We have since enjoyed Korean hospitality on many occasions and even to Korea. Kimchi is always offered. There is a large variety of Kimchi – some we can manage but others are way beyond our ability to consume. We have learnt to add kimchi to our meal with caution. Another part of that story. We felt it was only right that we offer our Korean friends some kiwi hospitality. What better than a barbeque – sausages, hamburgers and onions all garnished with tomato sauce. Their comments were complimentary, but we noticed they ate very little.

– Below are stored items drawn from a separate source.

// SPDX-License-Identifier: PMPL-1.0-or-later
// Copyright (c) 2026 Jonathan D.A. Jewell (hyperpolymath) <jonathan.jewell@open.ac.uk>
//
// pagesift-extract — Per-page text extraction for pagesift.
//
// Classifies PDF pages by content, accepts native text where it suffices, and
// otherwise rasterises, preprocesses, and runs every configured recognition
// engine on raw and preprocessed variants, keeping the best-scoring result.
// Results are memoised by page fingerprint.

pub mod cache;
pub mod classify;
pub mod extractor;
pub mod image;
pub mod markdown;
pub mod pdf;
mod pool;
pub mod preprocess;
pub mod recognize;
pub mod score;

// Re-export the primary structs so callers can use `pagesift_extract::Extractor` etc.
pub use cache::{DiskCache, MemoryCache, ResultCache};
pub use classify::PageClassifier;
pub use extractor::Extractor;
pub use crate::image::processor::ImageProcessor;
pub use pdf::{PageSource, PdfDocument, Rasterizer};
pub use preprocess::{PageEnhancer, PreprocessPolicy};
pub use recognize::{RecognitionAdapter, RecognitionSet, TesseractRecognizer, TextRecognizer};

#[cfg(feature = "paddle")]
pub use recognize::PaddleRecognizer;
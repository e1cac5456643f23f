// SPDX-License-Identifier: PMPL-1.0-or-later
// Copyright (c) 2026 Jonathan D.A. Jewell (hyperpolymath) <jonathan.jewell@open.ac.uk>
//
// Unified error types for pagesift.

use thiserror::Error;

/// Top-level error type for all pagesift operations.
///
/// Only [`PagesiftError::PdfError`] raised while loading a document is fatal
/// to a run; every other variant is recovered at page level into a degraded
/// [`PageRecord`](crate::types::PageRecord).
#[derive(Debug, Error)]
pub enum PagesiftError {
    // -- Document errors --
    #[error("PDF operation failed: {0}")]
    PdfError(String),

    #[error("page rendering failed: {0}")]
    RenderError(String),

    #[error("image processing failed: {0}")]
    ImageError(String),

    #[error("page classification failed: {0}")]
    ClassificationError(String),

    // -- Recognition engines --
    #[error("recognition engine unavailable: {0}")]
    EngineUnavailable(String),

    #[error("recognition engine failed: {0}")]
    EngineFailed(String),

    // -- Cache / persistence --
    #[error("cache error: {0}")]
    CacheError(String),

    #[error("invalid configuration: {0}")]
    Config(String),

    #[error("file I/O error: {0}")]
    Io(#[from] std::io::Error),

    #[error("serialization error: {0}")]
    Serialization(#[from] serde_json::Error),
}

/// Alias used throughout the codebase.
pub type Result<T> = std::result::Result<T, PagesiftError>;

One Saturday, they arrived with three guests who they obviously wanted to impress. They told us their friends wanted to sample a kiwi barbeque. That was fine with us, but their next action took us by surprise. They had a large wide roll of foil and proceeded to wrap the barbeque in this. It dawned on us that the blackened surfaces of our barbeque grill appeared to them to be unhygienic. (the reason they had eaten little, previously. Their meat was soon sizzling on the gleaming foil. But then the barbeque exploded. Flames a metre high shot out from around the foil covering. A quick-thinking Korean man turned off the gas. Our house was saved but the meal was lost. I forget what we ate but I know it was cold and I am sure it included kimchi.

 

On another occasion, our friends brought with them their aged parents. As the day wore on it dawned on us that they were expecting to stay the night. It seemed to us the only appropriate thing for us to do was to offer them our bed. The old couple gladly accepted our bed and we prepared for a night on the floor in my study. The other members of the family had the two guest rooms. We lacked a mattress of any kind so we slept on a two thicknesses of rug. What a terrible night that was for us on the hard floor. In the morning I noticed our old guests looked haggard. Through their daughter (they didn’t speak any English) I enquired how did they sleep. The answer was they didn’t. They couldn’t get comfortable on our soft bed. They were used to sleeping on hard surfaces. Talk about the best laid plans of mice and men! What a stuff up!

 

The wife and teenage daughter of our Korean friends were enamored of my wife, Pauline’s looks. They felt she was beautiful but could be more beautiful if she was made up the Korean way. They persuaded us to spend a Saturday afternoon at their Auckland apartment. On arrival we realized that the plan for the afternoon was to make Pauline beautiful. Hair, makeup, nails were all made over to a Korean style of beauty plus a floral suit she was to wear for our dinner date. When it was finished, I thought Pauline looked rather like a Japanese Anime style of glamour. That night we went out as a couple. Her make-up make-over only lasted till the toilet stop in the restaurant. She deconstructed the make up and hair style. She came back to our table as a hot chick kiwi style. I was relieved.

 

To re-cap my life, In the matter of three weeks, my son went from a fully functioning athlete to bed ridden, paralysed from the chest down. For the last four months I have been with him every day. In that time he has been in two different hospitals in Brisbane. We have seen many different doctors and specialists and a myriad of nurses. My impression is that more than half the doctors and nurses in Australia are from Asia. Nursing for a paralysed person is much more that fluffing pillows and dolling out pills. It is my understanding with which my son agrees, that two of the best, most thorough, most skilled, most understanding nurses that care for him are Korean. They are now Australian citizens and what an asset they are to the health system of Australia. The future will not allow us to live in our grand and privileged isolation. As with the rest of the world, we will have to take in migrants. My hope is that many of these will be from Asia and Korea in particular. As well as kimchi, they will bring with them skills and abilities that we need now and will need in the future.